Instructions for the task: Output all of the records exactly as written.

Stored data entries
# # # #
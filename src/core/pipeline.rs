//! Compute pipeline construction.

use std::borrow::Cow;

use crate::context::WgpuContext;

/// Builder for compute pipelines.
///
/// WGSL has no preprocessor; [`define`](Self::define) substitutes `{{NAME}}`
/// tokens in the source before the module is compiled.
pub struct ComputePipelineBuilder<'a> {
    ctx: &'a WgpuContext,
    label: Option<&'a str>,
    shader_source: Option<Cow<'a, str>>,
    defines: Vec<(&'a str, String)>,
    entry_point: &'a str,
    bind_group_layouts: Vec<&'a wgpu::BindGroupLayout>,
}

impl<'a> ComputePipelineBuilder<'a> {
    pub fn new(ctx: &'a WgpuContext) -> Self {
        Self {
            ctx,
            label: None,
            shader_source: None,
            defines: Vec::new(),
            entry_point: "cs_main",
            bind_group_layouts: Vec::new(),
        }
    }

    pub fn label(mut self, label: &'a str) -> Self {
        self.label = Some(label);
        self
    }

    /// Set the shader source (WGSL).
    pub fn shader(mut self, source: impl Into<Cow<'a, str>>) -> Self {
        self.shader_source = Some(source.into());
        self
    }

    /// Replace every `{{name}}` in the source with `value`.
    pub fn define(mut self, name: &'a str, value: impl ToString) -> Self {
        self.defines.push((name, value.to_string()));
        self
    }

    pub fn entry_point(mut self, entry: &'a str) -> Self {
        self.entry_point = entry;
        self
    }

    /// Add a bind group layout. Group indices follow call order.
    pub fn bind_group_layout(mut self, layout: &'a wgpu::BindGroupLayout) -> Self {
        self.bind_group_layouts.push(layout);
        self
    }

    pub fn build(self) -> anyhow::Result<wgpu::ComputePipeline> {
        let source = self
            .shader_source
            .ok_or_else(|| anyhow::anyhow!("Shader source is required"))?;
        let source = if self.defines.is_empty() {
            source
        } else {
            Cow::Owned(expand_defines(&source, &self.defines)?)
        };

        let shader_module = self
            .ctx
            .device
            .create_shader_module(wgpu::ShaderModuleDescriptor {
                label: self.label,
                source: wgpu::ShaderSource::Wgsl(source),
            });

        let pipeline_layout =
            self.ctx
                .device
                .create_pipeline_layout(&wgpu::PipelineLayoutDescriptor {
                    label: self.label,
                    bind_group_layouts: &self.bind_group_layouts,
                    immediate_size: 0,
                });

        Ok(self
            .ctx
            .device
            .create_compute_pipeline(&wgpu::ComputePipelineDescriptor {
                label: self.label,
                layout: Some(&pipeline_layout),
                module: &shader_module,
                entry_point: Some(self.entry_point),
                compilation_options: wgpu::PipelineCompilationOptions::default(),
                cache: None,
            }))
    }
}

/// Substitute `{{name}}` tokens. Fails if any token is left unresolved.
fn expand_defines(source: &str, defines: &[(&str, String)]) -> anyhow::Result<String> {
    let mut expanded = source.to_owned();
    for (name, value) in defines {
        expanded = expanded.replace(&format!("{{{{{name}}}}}"), value);
    }
    if let Some(start) = expanded.find("{{") {
        let token: String = expanded[start..].chars().take(32).collect();
        anyhow::bail!("unresolved shader define near `{token}`");
    }
    Ok(expanded)
}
# # # #
Written answer:
filename src/core/pipeline.rs
//! Compute pipeline construction.

use std::borrow::Cow;

use crate::context::WgpuContext;

/// Builder for compute pipelines.
///
/// WGSL has no preprocessor; [`define`](Self::define) substitutes `{{NAME}}`
/// tokens in the source before the module is compiled.
pub struct ComputePipelineBuilder<'a> {
    ctx: &'a WgpuContext,
    label: Option<&'a str>,
    shader_source: Option<Cow<'a, str>>,
    defines: Vec<(&'a str, String)>,
    entry_point: &'a str,
    bind_group_layouts: Vec<&'a wgpu::BindGroupLayout>,
}

impl<'a> ComputePipelineBuilder<'a> {
    pub fn new(ctx: &'a WgpuContext) -> Self {
        Self {
            ctx,
            label: None,
            shader_source: None,
            defines: Vec::new(),
            entry_point: "cs_main",
            bind_group_layouts: Vec::new(),
        }
    }

    pub fn label(mut self, label: &'a str) -> Self {
        self.label = Some(label);
        self
    }

    /// Set the shader source (WGSL).
    pub fn shader(mut self, source: impl Into<Cow<'a, str>>) -> Self {
        self.shader_source = Some(source.into());
        self
    }

    /// Replace every `{{name}}` in the source with `value`.
    pub fn define(mut self, name: &'a str, value: impl ToString) -> Self {
        self.defines.push((name, value.to_string()));
        self
    }

    pub fn entry_point(mut self, entry: &'a str) -> Self {
        self.entry_point = entry;
        self
    }

    /// Add a bind group layout. Group indices follow call order.
    pub fn bind_group_layout(mut self, layout: &'a wgpu::BindGroupLayout) -> Self {
        self.bind_group_layouts.push(layout);
        self
    }

    pub fn build(self) -> anyhow::Result<wgpu::ComputePipeline> {
        let source = self
            .shader_source
            .ok_or_else(|| anyhow::anyhow!("Shader source is required"))?;
        let source = if self.defines.is_empty() {
            source
        } else {
            Cow::Owned(expand_defines(&source, &self.defines)?)
        };

        let shader_module = self
            .ctx
            .device
            .create_shader_module(wgpu::ShaderModuleDescriptor {
                label: self.label,
                source: wgpu::ShaderSource::Wgsl(source),
            });

        let pipeline_layout =
            self.ctx
                .device
                .create_pipeline_layout(&wgpu::PipelineLayoutDescriptor {
                    label: self.label,
                    bind_group_layouts: &self.bind_group_layouts,
                    immediate_size: 0,
                });

        Ok(self
            .ctx
            .device
            .create_compute_pipeline(&wgpu::ComputePipelineDescriptor {
                label: self.label,
                layout: Some(&pipeline_layout),
                module: &shader_module,
                entry_point: Some(self.entry_point),
                compilation_options: wgpu::PipelineCompilationOptions::default(),
                cache: None,
            }))
    }
}

/// Substitute `{{name}}` tokens. Fails if any token is left unresolved.
fn expand_defines(source: &str, defines: &[(&str, String)]) -> anyhow::Result<String> {
    let mut expanded = source.to_owned();
    for (name, value) in defines {
        expanded = expanded.replace(&format!("{{{{{name}}}}}"), value);
    }
    if let Some(start) = expanded.find("{{") {
        let token: String = expanded[start..].chars().take(32).collect();
        anyhow::bail!("unresolved shader define near `{token}`");
    }
    Ok(expanded)
}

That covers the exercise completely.